China’s ruling Communist Party government are detaining Muslims in “re-education camps” and forcing them to eat pork and drink alcohol, according to a former internment camp inmate.

Omir Bekali, one among perhaps a million people reportedly arrested and held in mass re-education camps, said he was detained without trial or access to a lawyer and forced to disavow his religious beliefs while praising the Communist Party.

Mr Bekali, a Kazakh citizen, said he contemplated suicide after 20 days in the facility – which itself followed seven months in a prison.

The Independent reports: Since spring last year authorities in Xinjiang region have confined tens or even hundreds of thousands of Muslims in the camps, including some foreign nationals. One estimate put the figure at a million or more.

A US commission called it the “the largest mass incarceration of a minority population in the world today” while a leading historian called it “cultural cleansing”.

Asked to comment on the camps by the Associated Press, the ministry said it “had not heard” of the situation. When asked why non-Chinese had been detained, it said the Chinese government protected the rights of foreigners in China and that they should also be law abiding. Chinese officials in Xinjiang did not respond to requests for comment.

When Mr Bekali refused to follow orders each day in the camp, he was forced to stand at a wall for five hours at a time. A week later, he was sent to solitary confinement, where he was deprived of food for 24 hours, he claimed. After 20 days in the heavily guarded camp, he wanted to kill himself.

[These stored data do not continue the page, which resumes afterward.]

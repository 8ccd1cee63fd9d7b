//! Detector output as consumed by the compliance pipeline.

use serde::{Deserialize, Serialize};

use crate::error::QcError;
use crate::mask::DefectMask;

/// One detection produced by the external detector for an image.
#[derive(Debug, Clone, PartialEq, Serialize, Deserialize)]
pub struct Detection {
    /// Class label as emitted by the model
    pub label: String,
    /// Model confidence in [0, 1]
    pub confidence: f32,
    /// Pixels covered by the detection
    pub region: Region,
}

/// Pixel region of a detection: a full segmentation mask or a bounding box.
#[derive(Debug, Clone, PartialEq, Serialize, Deserialize)]
#[serde(rename_all = "snake_case")]
pub enum Region {
    Mask(DefectMask),
    Box(BoundingBox),
}

/// Axis-aligned box in pixel coordinates, `(x1, y1)` top-left.
#[derive(Debug, Clone, Copy, PartialEq, Serialize, Deserialize)]
pub struct BoundingBox {
    pub x1: f32,
    pub y1: f32,
    pub x2: f32,
    pub y2: f32,
}

impl BoundingBox {
    pub fn width(&self) -> f32 {
        self.x2 - self.x1
    }

    pub fn height(&self) -> f32 {
        self.y2 - self.y1
    }

    fn validate(&self) -> Result<(), QcError> {
        let coords = [self.x1, self.y1, self.x2, self.y2];
        if coords.iter().any(|c| !c.is_finite()) {
            return Err(QcError::input(format!("Bounding box has non-finite coordinates: {:?}", self)));
        }
        if self.x2 < self.x1 || self.y2 < self.y1 {
            return Err(QcError::input(format!("Bounding box is inverted: {:?}", self)));
        }
        Ok(())
    }

    /// Half-open pixel span `[floor(x1), ceil(x2)) x [floor(y1), ceil(y2))`,
    /// clipped to the image.
    fn pixel_span(&self, width: u32, height: u32) -> (u32, u32, u32, u32) {
        let clip = |v: f32, max: u32| v.clamp(0.0, max as f32) as u32;
        (
            clip(self.x1.floor(), width),
            clip(self.y1.floor(), height),
            clip(self.x2.ceil(), width),
            clip(self.y2.ceil(), height),
        )
    }
}

impl Region {
    /// Render the region as a mask over a `width x height` image.
    pub fn rasterize(&self, width: u32, height: u32) -> Result<DefectMask, QcError> {
        match self {
            Region::Mask(mask) => {
                check_mask_dimensions(mask, width, height)?;
                Ok(mask.clone())
            }
            Region::Box(bbox) => {
                bbox.validate()?;
                let (x0, y0, x1, y1) = bbox.pixel_span(width, height);
                let mut mask = DefectMask::new(width, height);
                mask.fill_rect(x0, y0, x1, y1);
                Ok(mask)
            }
        }
    }
}

impl Detection {
    /// Check confidence range and region geometry against the image size.
    pub fn validate(&self, width: u32, height: u32) -> Result<(), QcError> {
        if !self.confidence.is_finite() || !(0.0..=1.0).contains(&self.confidence) {
            return Err(QcError::input(format!(
                "Detection '{}' has confidence {} outside [0, 1]",
                self.label, self.confidence
            )));
        }
        match &self.region {
            Region::Mask(mask) => check_mask_dimensions(mask, width, height),
            Region::Box(bbox) => bbox.validate(),
        }
    }
}

fn check_mask_dimensions(mask: &DefectMask, width: u32, height: u32) -> Result<(), QcError> {
    if mask.dimensions() != (width, height) {
        return Err(QcError::input(format!(
            "Mask is {}x{} but the image is {}x{}",
            mask.width(),
            mask.height(),
            width,
            height
        )));
    }
    Ok(())
}
//! End-to-end analysis of one image's detections.
//!
//! Validates the request, classifies detections, rasterizes them into
//! per-class layers, runs the grid compliance engine and assembles the
//! report. Any input or configuration error aborts the analysis; no partial
//! report is produced.

use std::sync::Arc;

use rayon::prelude::*;
use serde::{Deserialize, Serialize};
use tracing::{debug, info};

use crate::classifier::DefectClassifier;
use crate::compliance::{DefectLayers, GridComplianceEngine};
use crate::config::ComplianceConfig;
use crate::detection::Detection;
use crate::error::QcError;
use crate::mask::check_mask_size;
use crate::material::MaterialSpec;
use crate::report::QualityReport;
use crate::standards::StandardsTable;

/// Everything needed to analyze one image.
#[derive(Debug, Clone, PartialEq, Serialize, Deserialize)]
pub struct AnalysisRequest {
    /// Image width in pixels
    pub width: u32,
    /// Image height in pixels
    pub height: u32,
    /// Image scale
    pub pixels_per_mm: f64,
    pub material: MaterialSpec,
    #[serde(default)]
    pub detections: Vec<Detection>,
}

impl AnalysisRequest {
    pub fn validate(&self) -> Result<(), QcError> {
        if self.width == 0 || self.height == 0 {
            return Err(QcError::input(format!(
                "Image dimensions must be non-zero, got {}x{}",
                self.width, self.height
            )));
        }
        check_mask_size(self.width, self.height)?;
        if !self.pixels_per_mm.is_finite() || self.pixels_per_mm <= 0.0 {
            return Err(QcError::input(format!(
                "pixels_per_mm must be a positive number, got {}",
                self.pixels_per_mm
            )));
        }
        self.material.validate()?;
        for detection in &self.detections {
            detection.validate(self.width, self.height)?;
        }
        Ok(())
    }
}

/// Classifier, compliance engine and scoring policy behind one call.
pub struct Analyzer {
    classifier: DefectClassifier,
    engine: GridComplianceEngine,
}

impl Analyzer {
    /// Create an analyzer. Fails with `ConfigurationError` if the config is
    /// inconsistent.
    pub fn new(standards: Arc<StandardsTable>, config: ComplianceConfig) -> Result<Self, QcError> {
        Ok(Self {
            classifier: DefectClassifier::new(config.classification),
            engine: GridComplianceEngine::new(standards, config)?,
        })
    }

    pub fn config(&self) -> &ComplianceConfig {
        self.engine.config()
    }

    pub fn analyze(&self, request: &AnalysisRequest) -> Result<QualityReport, QcError> {
        request.validate()?;

        let classifications = self.classifier.classify_all(&request.detections);

        let mut layers = DefectLayers::new(request.width, request.height);
        for (detection, result) in request.detections.iter().zip(&classifications) {
            layers.add(result.class, &detection.region)?;
        }
        debug!(
            "Classified {} detections into {} layers",
            classifications.len(),
            layers.iter().count()
        );

        let verdict = self
            .engine
            .evaluate(&layers, &request.material, request.pixels_per_mm)?;
        let overlay = layers.union();

        Ok(QualityReport::build(
            &classifications,
            verdict,
            &request.material,
            &self.config().scoring,
        )
        .with_defect_overlay(overlay))
    }

    /// Analyze many images in parallel. Results keep the request order.
    pub fn analyze_batch(&self, requests: &[AnalysisRequest]) -> Vec<Result<QualityReport, QcError>> {
        info!("Analyzing batch of {} images", requests.len());
        requests.par_iter().map(|request| self.analyze(request)).collect()
    }
}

“The psychological pressure is enormous, when you have to criticise yourself, denounce your thinking – your own ethnic group,” said Mr Bekali, who broke down in tears as he described the camp. “I still think about it every night, until the sun rises. I can’t sleep. The thoughts are with me all the time.”

The detention campaign has swept across Xinjiang, a territory half the area of India.

Chinese officials have largely avoided comment on the camps, but some are quoted in state media as saying that ideological changes are needed to fight separatism and Islamic extremism. Radical Muslim Uighurs have killed hundreds in recent years, and China considers the region a threat to peace in a country where the majority is Han Chinese.

The internment programme aims to rewire the political thinking of detainees, erase their Islamic beliefs and reshape their very identities. The camps have expanded rapidly over the past year, with almost no judicial process or legal paperwork. Detainees who most vigorously criticise the people and things they love are rewarded, and those who refuse to do so are punished with solitary confinement, beatings and food deprivation.

The recollections of Mr Bekali, a heavyset and quiet 42-year-old, offer what appears to be the most detailed account yet of life inside so-called re-education camps. Rare interviews with three other former internees and a former instructor in other centres corroborated Mr Bekali’s depiction. Most spoke on condition of anonymity to protect their families in China.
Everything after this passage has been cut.